▶ _Input for this task_
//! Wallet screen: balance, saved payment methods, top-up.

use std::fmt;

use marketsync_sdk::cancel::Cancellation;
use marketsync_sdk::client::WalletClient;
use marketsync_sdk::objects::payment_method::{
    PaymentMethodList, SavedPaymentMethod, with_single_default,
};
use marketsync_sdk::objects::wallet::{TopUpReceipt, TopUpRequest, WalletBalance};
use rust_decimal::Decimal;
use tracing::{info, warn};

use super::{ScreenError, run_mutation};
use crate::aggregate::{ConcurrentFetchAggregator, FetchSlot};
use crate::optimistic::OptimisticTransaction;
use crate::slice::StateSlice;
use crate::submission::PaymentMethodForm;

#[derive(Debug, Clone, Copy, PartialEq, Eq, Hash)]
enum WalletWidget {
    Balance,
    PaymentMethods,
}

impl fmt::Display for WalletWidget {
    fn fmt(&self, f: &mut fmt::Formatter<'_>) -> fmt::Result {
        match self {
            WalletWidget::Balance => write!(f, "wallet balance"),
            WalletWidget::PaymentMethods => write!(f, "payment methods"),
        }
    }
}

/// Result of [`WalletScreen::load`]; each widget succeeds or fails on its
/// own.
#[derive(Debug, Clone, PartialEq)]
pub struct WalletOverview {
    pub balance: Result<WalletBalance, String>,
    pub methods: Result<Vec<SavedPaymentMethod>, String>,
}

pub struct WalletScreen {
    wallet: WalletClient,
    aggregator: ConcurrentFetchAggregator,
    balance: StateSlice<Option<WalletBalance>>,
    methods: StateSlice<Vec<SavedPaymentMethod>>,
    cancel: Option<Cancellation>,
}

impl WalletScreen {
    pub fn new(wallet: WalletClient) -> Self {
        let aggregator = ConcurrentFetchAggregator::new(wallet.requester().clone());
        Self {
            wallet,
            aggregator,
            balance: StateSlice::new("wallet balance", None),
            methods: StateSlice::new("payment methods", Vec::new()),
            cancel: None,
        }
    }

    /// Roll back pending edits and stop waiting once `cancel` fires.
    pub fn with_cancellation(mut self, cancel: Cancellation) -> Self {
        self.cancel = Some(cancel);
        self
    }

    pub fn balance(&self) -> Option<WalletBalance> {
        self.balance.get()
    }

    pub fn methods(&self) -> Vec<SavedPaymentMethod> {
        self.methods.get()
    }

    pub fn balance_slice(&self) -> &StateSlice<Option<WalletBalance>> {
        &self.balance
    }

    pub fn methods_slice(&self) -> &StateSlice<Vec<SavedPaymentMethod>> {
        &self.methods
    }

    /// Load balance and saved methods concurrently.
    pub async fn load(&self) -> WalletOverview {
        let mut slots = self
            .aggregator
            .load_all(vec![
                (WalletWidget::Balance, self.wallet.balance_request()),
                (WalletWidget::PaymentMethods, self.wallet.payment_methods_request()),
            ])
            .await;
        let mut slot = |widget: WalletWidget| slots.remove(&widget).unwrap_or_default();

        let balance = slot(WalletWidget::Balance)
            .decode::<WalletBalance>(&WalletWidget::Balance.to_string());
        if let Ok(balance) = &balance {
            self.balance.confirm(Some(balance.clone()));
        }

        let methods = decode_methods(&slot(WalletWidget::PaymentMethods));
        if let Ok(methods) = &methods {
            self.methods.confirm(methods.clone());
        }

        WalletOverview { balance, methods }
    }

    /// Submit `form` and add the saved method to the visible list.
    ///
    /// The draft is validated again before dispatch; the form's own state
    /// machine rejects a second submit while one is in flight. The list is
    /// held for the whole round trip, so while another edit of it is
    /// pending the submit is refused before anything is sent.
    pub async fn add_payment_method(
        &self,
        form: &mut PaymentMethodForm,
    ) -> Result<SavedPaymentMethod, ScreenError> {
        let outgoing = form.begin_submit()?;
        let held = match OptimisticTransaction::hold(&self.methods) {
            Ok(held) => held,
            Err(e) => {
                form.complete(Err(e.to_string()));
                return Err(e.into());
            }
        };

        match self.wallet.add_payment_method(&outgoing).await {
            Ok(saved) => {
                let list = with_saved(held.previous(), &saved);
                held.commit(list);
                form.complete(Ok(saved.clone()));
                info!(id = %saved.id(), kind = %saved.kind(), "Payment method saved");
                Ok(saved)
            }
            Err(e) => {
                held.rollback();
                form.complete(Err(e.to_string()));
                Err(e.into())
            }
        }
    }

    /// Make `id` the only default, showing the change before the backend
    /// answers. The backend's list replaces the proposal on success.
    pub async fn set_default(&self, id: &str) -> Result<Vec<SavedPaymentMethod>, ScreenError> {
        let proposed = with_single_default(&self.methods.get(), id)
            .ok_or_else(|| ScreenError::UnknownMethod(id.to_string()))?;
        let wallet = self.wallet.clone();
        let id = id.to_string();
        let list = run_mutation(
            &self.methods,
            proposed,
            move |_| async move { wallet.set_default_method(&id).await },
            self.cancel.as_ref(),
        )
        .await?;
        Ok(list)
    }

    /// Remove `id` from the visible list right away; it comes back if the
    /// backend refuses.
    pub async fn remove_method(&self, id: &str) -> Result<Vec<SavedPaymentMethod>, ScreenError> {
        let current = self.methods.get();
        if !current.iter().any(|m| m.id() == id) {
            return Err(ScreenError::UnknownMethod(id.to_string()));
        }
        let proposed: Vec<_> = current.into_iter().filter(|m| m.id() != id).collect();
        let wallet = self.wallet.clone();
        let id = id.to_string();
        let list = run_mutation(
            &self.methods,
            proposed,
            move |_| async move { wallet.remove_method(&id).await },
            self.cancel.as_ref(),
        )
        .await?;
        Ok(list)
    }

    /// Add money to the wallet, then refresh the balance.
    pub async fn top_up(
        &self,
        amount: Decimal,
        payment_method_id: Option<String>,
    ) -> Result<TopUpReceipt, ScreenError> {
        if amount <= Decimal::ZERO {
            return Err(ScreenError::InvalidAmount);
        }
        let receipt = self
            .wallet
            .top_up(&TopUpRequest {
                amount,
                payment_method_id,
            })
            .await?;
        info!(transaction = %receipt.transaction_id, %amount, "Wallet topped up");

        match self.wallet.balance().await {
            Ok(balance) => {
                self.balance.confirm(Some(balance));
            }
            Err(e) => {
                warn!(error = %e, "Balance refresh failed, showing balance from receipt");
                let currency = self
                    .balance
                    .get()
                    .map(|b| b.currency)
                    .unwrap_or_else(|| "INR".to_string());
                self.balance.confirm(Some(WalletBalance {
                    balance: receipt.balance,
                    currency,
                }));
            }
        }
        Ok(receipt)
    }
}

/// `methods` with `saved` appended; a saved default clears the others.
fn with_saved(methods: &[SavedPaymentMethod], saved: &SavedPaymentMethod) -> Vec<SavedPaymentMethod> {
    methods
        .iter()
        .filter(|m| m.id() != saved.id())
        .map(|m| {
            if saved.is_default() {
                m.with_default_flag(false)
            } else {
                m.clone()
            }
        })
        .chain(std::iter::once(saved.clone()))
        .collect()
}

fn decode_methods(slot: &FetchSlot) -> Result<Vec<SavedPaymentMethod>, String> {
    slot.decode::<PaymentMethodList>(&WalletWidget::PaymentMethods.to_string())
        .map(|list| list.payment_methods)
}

▶ _Task description_
The reply is to be an exact repeat of the records above.

▶ _Answer for the task_
//! Wallet screen: balance, saved payment methods, top-up.

use std::fmt;

use marketsync_sdk::cancel::Cancellation;
use marketsync_sdk::client::WalletClient;
use marketsync_sdk::objects::payment_method::{
    PaymentMethodList, SavedPaymentMethod, with_single_default,
};
use marketsync_sdk::objects::wallet::{TopUpReceipt, TopUpRequest, WalletBalance};
use rust_decimal::Decimal;
use tracing::{info, warn};

use super::{ScreenError, run_mutation};
use crate::aggregate::{ConcurrentFetchAggregator, FetchSlot};
use crate::optimistic::OptimisticTransaction;
use crate::slice::StateSlice;
use crate::submission::PaymentMethodForm;

#[derive(Debug, Clone, Copy, PartialEq, Eq, Hash)]
enum WalletWidget {
    Balance,
    PaymentMethods,
}

impl fmt::Display for WalletWidget {
    fn fmt(&self, f: &mut fmt::Formatter<'_>) -> fmt::Result {
        match self {
            WalletWidget::Balance => write!(f, "wallet balance"),
            WalletWidget::PaymentMethods => write!(f, "payment methods"),
        }
    }
}

/// Result of [`WalletScreen::load`]; each widget succeeds or fails on its
/// own.
#[derive(Debug, Clone, PartialEq)]
pub struct WalletOverview {
    pub balance: Result<WalletBalance, String>,
    pub methods: Result<Vec<SavedPaymentMethod>, String>,
}

pub struct WalletScreen {
    wallet: WalletClient,
    aggregator: ConcurrentFetchAggregator,
    balance: StateSlice<Option<WalletBalance>>,
    methods: StateSlice<Vec<SavedPaymentMethod>>,
    cancel: Option<Cancellation>,
}

impl WalletScreen {
    pub fn new(wallet: WalletClient) -> Self {
        let aggregator = ConcurrentFetchAggregator::new(wallet.requester().clone());
        Self {
            wallet,
            aggregator,
            balance: StateSlice::new("wallet balance", None),
            methods: StateSlice::new("payment methods", Vec::new()),
            cancel: None,
        }
    }

    /// Roll back pending edits and stop waiting once `cancel` fires.
    pub fn with_cancellation(mut self, cancel: Cancellation) -> Self {
        self.cancel = Some(cancel);
        self
    }

    pub fn balance(&self) -> Option<WalletBalance> {
        self.balance.get()
    }

    pub fn methods(&self) -> Vec<SavedPaymentMethod> {
        self.methods.get()
    }

    pub fn balance_slice(&self) -> &StateSlice<Option<WalletBalance>> {
        &self.balance
    }

    pub fn methods_slice(&self) -> &StateSlice<Vec<SavedPaymentMethod>> {
        &self.methods
    }

    /// Load balance and saved methods concurrently.
    pub async fn load(&self) -> WalletOverview {
        let mut slots = self
            .aggregator
            .load_all(vec![
                (WalletWidget::Balance, self.wallet.balance_request()),
                (WalletWidget::PaymentMethods, self.wallet.payment_methods_request()),
            ])
            .await;
        let mut slot = |widget: WalletWidget| slots.remove(&widget).unwrap_or_default();

        let balance = slot(WalletWidget::Balance)
            .decode::<WalletBalance>(&WalletWidget::Balance.to_string());
        if let Ok(balance) = &balance {
            self.balance.confirm(Some(balance.clone()));
        }

        let methods = decode_methods(&slot(WalletWidget::PaymentMethods));
        if let Ok(methods) = &methods {
            self.methods.confirm(methods.clone());
        }

        WalletOverview { balance, methods }
    }

    /// Submit `form` and add the saved method to the visible list.
    ///
    /// The draft is validated again before dispatch; the form's own state
    /// machine rejects a second submit while one is in flight. The list is
    /// held for the whole round trip, so while another edit of it is
    /// pending the submit is refused before anything is sent.
    pub async fn add_payment_method(
        &self,
        form: &mut PaymentMethodForm,
    ) -> Result<SavedPaymentMethod, ScreenError> {
        let outgoing = form.begin_submit()?;
        let held = match OptimisticTransaction::hold(&self.methods) {
            Ok(held) => held,
            Err(e) => {
                form.complete(Err(e.to_string()));
                return Err(e.into());
            }
        };

        match self.wallet.add_payment_method(&outgoing).await {
            Ok(saved) => {
                let list = with_saved(held.previous(), &saved);
                held.commit(list);
                form.complete(Ok(saved.clone()));
                info!(id = %saved.id(), kind = %saved.kind(), "Payment method saved");
                Ok(saved)
            }
            Err(e) => {
                held.rollback();
                form.complete(Err(e.to_string()));
                Err(e.into())
            }
        }
    }

    /// Make `id` the only default, showing the change before the backend
    /// answers. The backend's list replaces the proposal on success.
    pub async fn set_default(&self, id: &str) -> Result<Vec<SavedPaymentMethod>, ScreenError> {
        let proposed = with_single_default(&self.methods.get(), id)
            .ok_or_else(|| ScreenError::UnknownMethod(id.to_string()))?;
        let wallet = self.wallet.clone();
        let id = id.to_string();
        let list = run_mutation(
            &self.methods,
            proposed,
            move |_| async move { wallet.set_default_method(&id).await },
            self.cancel.as_ref(),
        )
        .await?;
        Ok(list)
    }

    /// Remove `id` from the visible list right away; it comes back if the
    /// backend refuses.
    pub async fn remove_method(&self, id: &str) -> Result<Vec<SavedPaymentMethod>, ScreenError> {
        let current = self.methods.get();
        if !current.iter().any(|m| m.id() == id) {
            return Err(ScreenError::UnknownMethod(id.to_string()));
        }
        let proposed: Vec<_> = current.into_iter().filter(|m| m.id() != id).collect();
        let wallet = self.wallet.clone();
        let id = id.to_string();
        let list = run_mutation(
            &self.methods,
            proposed,
            move |_| async move { wallet.remove_method(&id).await },
            self.cancel.as_ref(),
        )
        .await?;
        Ok(list)
    }

    /// Add money to the wallet, then refresh the balance.
    pub async fn top_up(
        &self,
        amount: Decimal,
        payment_method_id: Option<String>,
    ) -> Result<TopUpReceipt, ScreenError> {
        if amount <= Decimal::ZERO {
            return Err(ScreenError::InvalidAmount);
        }
        let receipt = self
            .wallet
            .top_up(&TopUpRequest {
                amount,
                payment_method_id,
            })
            .await?;
        info!(transaction = %receipt.transaction_id, %amount, "Wallet topped up");

        match self.wallet.balance().await {
            Ok(balance) => {
                self.balance.confirm(Some(balance));
            }
            Err(e) => {
                warn!(error = %e, "Balance refresh failed, showing balance from receipt");
                let currency = self
                    .balance
                    .get()
                    .map(|b| b.currency)
                    .unwrap_or_else(|| "INR".to_string());
                self.balance.confirm(Some(WalletBalance {
                    balance: receipt.balance,
                    currency,
                }));
            }
        }
        Ok(receipt)
    }
}

/// `methods` with `saved` appended; a saved default clears the others.
fn with_saved(methods: &[SavedPaymentMethod], saved: &SavedPaymentMethod) -> Vec<SavedPaymentMethod> {
    methods
        .iter()
        .filter(|m| m.id() != saved.id())
        .map(|m| {
            if saved.is_default() {
                m.with_default_flag(false)
            } else {
                m.clone()
            }
        })
        .chain(std::iter::once(saved.clone()))
        .collect()
}

fn decode_methods(slot: &FetchSlot) -> Result<Vec<SavedPaymentMethod>, String> {
    slot.decode::<PaymentMethodList>(&WalletWidget::PaymentMethods.to_string())
        .map(|list| list.payment_methods)
}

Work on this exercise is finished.